Но какова бы ни была притягательная сила впечатлений, которые испытывала г-жа д’Эскоман, они не завладели мыслями Луи де Фонтаньё.

Он бросил весла и придвинулся к Эмме.

Лодка, предоставленная самой себе, тихо поплыла по течению.

Лицо молодого человека приобрело в эту минуту выражение, какого г-жа д’Эскоман никогда прежде у него не видела. Заметив, что он придвинулся к ней, что глаза его блестят, а губы побелели, Эмма испугано приподнялась и умоляюще протянула к нему руки.

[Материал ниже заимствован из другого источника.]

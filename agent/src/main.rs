//! Managed-device agent - Entry Point
//!
//! Pulls the device configuration from the management server and keeps the
//! device reconciled against it.

use std::collections::HashMap;
use std::env;

use anyhow::{bail, Context};
use colored::Colorize;
use sysinfo::{Disks, System};
use tracing::{error, info};

use mdmagent::app::options::AppOptions;
use mdmagent::app::run::run;
use mdmagent::config::ConfigStore;
use mdmagent::logs::{init_logging, LogOptions};
use mdmagent::storage::device::{assert_activated, DeviceIdentity};
use mdmagent::storage::layout::StorageLayout;
use mdmagent::storage::prefs::PrefsStore;
use mdmagent::storage::settings::Settings;
use mdmagent::utils::version_info;

#[tokio::main]
async fn main() {
    // Parse command line arguments
    let args: Vec<String> = env::args().collect();
    let mut cli_args: HashMap<String, String> = HashMap::new();

    for arg in args.iter().skip(1) {
        if let Some((key, value)) = arg.split_once('=') {
            // Handle --key=value format
            let clean_key = key.trim_start_matches('-');
            cli_args.insert(clean_key.to_string(), value.to_string());
        } else if arg.starts_with("--") {
            // Handle standalone flags like --version
            let clean_key = arg.trim_start_matches('-');
            cli_args.insert(clean_key.to_string(), "true".to_string());
        }
    }

    // Print version and exit
    let version = version_info();
    if cli_args.contains_key("version") {
        match serde_json::to_string_pretty(&version) {
            Ok(json) => println!("{}", json),
            Err(e) => eprintln!("{}", e),
        }
        return;
    }

    let layout = match cli_args.get("base-dir") {
        Some(dir) => StorageLayout::new(dir),
        None => StorageLayout::default(),
    };

    // Run diagnostics
    if cli_args.contains_key("diagnostic") || cli_args.contains_key("diag") {
        run_diagnostic(&layout).await;
        return;
    }

    // Enroll the device
    if cli_args.contains_key("setup") {
        if let Err(e) = setup(&layout, &cli_args).await {
            eprintln!("\n{} {:#}", "[ERROR]".red().bold(), e);
            std::process::exit(1);
        }
        return;
    }

    // Print the persisted state
    if cli_args.contains_key("status") {
        if let Err(e) = print_status(&layout).await {
            eprintln!("{} {:#}", "[ERROR]".red().bold(), e);
            std::process::exit(1);
        }
        return;
    }

    // Run the agent starting here

    // Retrieve the settings file
    let settings = match layout.settings_file().read_json_opt::<Settings>().await {
        Ok(settings) => settings.unwrap_or_default(),
        Err(e) => {
            eprintln!("Unable to read settings file: {}", e);
            return;
        }
    };

    // Initialize logging, the guard flushes the file sink on exit
    let log_options = LogOptions {
        log_level: settings.log_level.clone(),
        json_format: settings.log_json,
        log_dir: Some(layout.logs_dir().path().to_path_buf()),
        ..Default::default()
    };
    let _log_guard = match init_logging(log_options) {
        Ok(guard) => guard,
        Err(e) => {
            println!("Failed to initialize logging: {e}");
            None
        }
    };

    let options = AppOptions::from_settings(layout, &settings);

    info!("Running device agent {} with options: {:?}", version.version, options);
    if let Err(e) = run(options, await_shutdown_signal()).await {
        error!("Failed to run the agent: {e}");
    }
}

async fn setup(layout: &StorageLayout, cli_args: &HashMap<String, String>) -> anyhow::Result<()> {
    println!("{}", "Device Agent Setup".bold());
    println!("==================");
    println!();

    let device_id = cli_args
        .get("device-id")
        .cloned()
        .or_else(|| env::var("MDM_DEVICE_ID").ok())
        .context("Missing device id. Provide via --device-id=<id> or MDM_DEVICE_ID")?;
    let base_url = cli_args
        .get("server")
        .cloned()
        .context("Missing server URL. Provide via --server=<url>")?;

    let identity = DeviceIdentity {
        device_id,
        project: cli_args.get("project").cloned().unwrap_or_default(),
        base_url,
        secondary_base_url: cli_args.get("secondary-server").cloned(),
    };
    if let Err(e) = assert_activated(&identity) {
        bail!("Invalid identity: {}", e);
    }

    println!("Setting up storage at: {:?}", layout.base_dir);
    layout.setup().await.context("Unable to create the storage layout")?;

    let prefs = PrefsStore::load(layout.prefs_file())
        .await
        .context("Unable to read preferences")?;
    prefs
        .set_identity(identity.clone())
        .await
        .context("Unable to save the device identity")?;

    let settings_file = layout.settings_file();
    if !settings_file.exists().await {
        settings_file
            .write_json(&Settings::default())
            .await
            .context("Unable to write the default settings")?;
        println!("Settings saved to: {:?}", settings_file.path());
    }

    println!();
    println!("  Device ID: {}", identity.device_id.cyan());
    println!("  Server:    {}", identity.base_url);
    if let Some(secondary) = &identity.secondary_base_url {
        println!("  Fallback:  {}", secondary);
    }
    if !identity.project.is_empty() {
        println!("  Project:   {}", identity.project);
    }
    println!();
    println!("{} Device enrolled, start the agent to reconcile.", "[SUCCESS]".green().bold());
    Ok(())
}

async fn print_status(layout: &StorageLayout) -> anyhow::Result<()> {
    let prefs = PrefsStore::load(layout.prefs_file())
        .await
        .context("Unable to read preferences")?;
    let store = ConfigStore::load(layout.config_file())
        .await
        .context("Unable to read the configuration snapshot")?;

    let identity = prefs.identity().await;
    match assert_activated(&identity) {
        Ok(()) => println!("Device:  {} @ {}", identity.device_id.cyan(), identity.base_url),
        Err(e) => println!("Device:  {}", e.to_string().yellow()),
    }

    match store.current().await {
        Some(stored) => {
            let config = &stored.config;
            println!(
                "Config:  fetched {} ({}s ago), {} apps, {} files",
                stored.fetched_at.to_rfc3339(),
                stored.age().as_secs(),
                config.applications.len(),
                config.files.len()
            );
        }
        None => println!("Config:  {}", "none".yellow()),
    }

    println!("Gates:");
    for (gate, state) in prefs.gate_states().await {
        println!("  {:<18} {:?}", gate.as_str(), state);
    }
    Ok(())
}

async fn run_diagnostic(layout: &StorageLayout) {
    let version = version_info();
    println!("{}", "Device Agent Diagnostic".bold());
    println!("=======================");
    println!("Version:    {} ({}, built {})", version.version, version.git_hash, version.build_time);

    let mut sys = System::new_all();
    sys.refresh_all();
    println!(
        "Host:       {} ({} {})",
        System::host_name().unwrap_or_else(|| "unknown".to_string()),
        System::name().unwrap_or_default(),
        System::os_version().unwrap_or_default()
    );
    println!("Uptime:     {}s", System::uptime());
    println!("CPUs:       {}", sys.cpus().len());
    println!(
        "Memory:     {} / {} MiB",
        sys.used_memory() / 1024 / 1024,
        sys.total_memory() / 1024 / 1024
    );

    let disks = Disks::new_with_refreshed_list();
    for disk in disks.iter() {
        println!(
            "Disk:       {:?} {} MiB free",
            disk.mount_point(),
            disk.available_space() / 1024 / 1024
        );
    }

    let check = |ok: bool| if ok { "ok".green() } else { "missing".red() };
    println!();
    println!("Storage:    {:?}", layout.base_dir);
    println!("  settings  {}", check(layout.settings_file().exists().await));
    println!("  prefs     {}", check(layout.prefs_file().exists().await));
    println!("  config    {}", check(layout.config_file().exists().await));
    println!("  files     {}", check(layout.files_dir().exists().await));

    match PrefsStore::load(layout.prefs_file()).await {
        Ok(prefs) => match assert_activated(&prefs.identity().await) {
            Ok(()) => println!("Identity:   {}", "ok".green()),
            Err(e) => println!("Identity:   {}", e.to_string().red()),
        },
        Err(e) => println!("Identity:   {}", e.to_string().red()),
    }
}

async fn await_shutdown_signal() {
    #[cfg(unix)]
    {
        use tokio::signal::unix::{signal, SignalKind};
        let (mut sigterm, mut sigint) = match (
            signal(SignalKind::terminate()),
            signal(SignalKind::interrupt()),
        ) {
            (Ok(sigterm), Ok(sigint)) => (sigterm, sigint),
            _ => {
                error!("Unable to install signal handlers, falling back to Ctrl+C");
                let _ = tokio::signal::ctrl_c().await;
                return;
            }
        };

        tokio::select! {
            _ = sigterm.recv() => {
                info!("SIGTERM received, shutting down...");
            }
            _ = sigint.recv() => {
                info!("SIGINT received, shutting down...");
            }
            _ = tokio::signal::ctrl_c() => {
                info!("Ctrl+C received, shutting down...");
            }
        }
    }

    #[cfg(not(unix))]
    {
        let _ = tokio::signal::ctrl_c().await;
        info!("Ctrl+C received, shutting down...");
    }
}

— Неужели ты теперь боишься меня? — с волнением, сделавшим невнятным его речь, произнес он.

Эмма попыталась вернуть себе улыбку, отрицательно покачала головой и уступила молодому человеку место рядом с собой.

Луи де Фонтаньё обвил своей рукой талию г-жи д’Эско-ман и прижал любимую к своей груди. Эмма поддалась этому нежному объятию, но он почувствовал, как по телу ее пробежала нервная дрожь.

— Тебе холодно, — произнес он. — Не лучше ли вернуться домой?

— Нет, нам здесь так хорошо. С сегодняшнего утра мне кажется, что я вошла в неведомый мне мир; я чувствую в своей душе энергию, о которой раньше и не подозревала; силы мои удвоились, а мое тело стало нечувствительным ко всему, кроме любви. О! Поистине, она и есть жизнь!

— Но между тем мы еще не преодолели ее порога? — прошептал Луи де Фонтаньё.

— Возможно ли умереть, так и не услышав звуков этого слова, в котором заключено столько счастья? Луи, повтори еще, что ты любишь меня!

— Да разве ты можешь сомневаться в этом?

— О! Конечно же нет. Но я хочу услышать нежную мелодичность этих слов, произносимых тобою.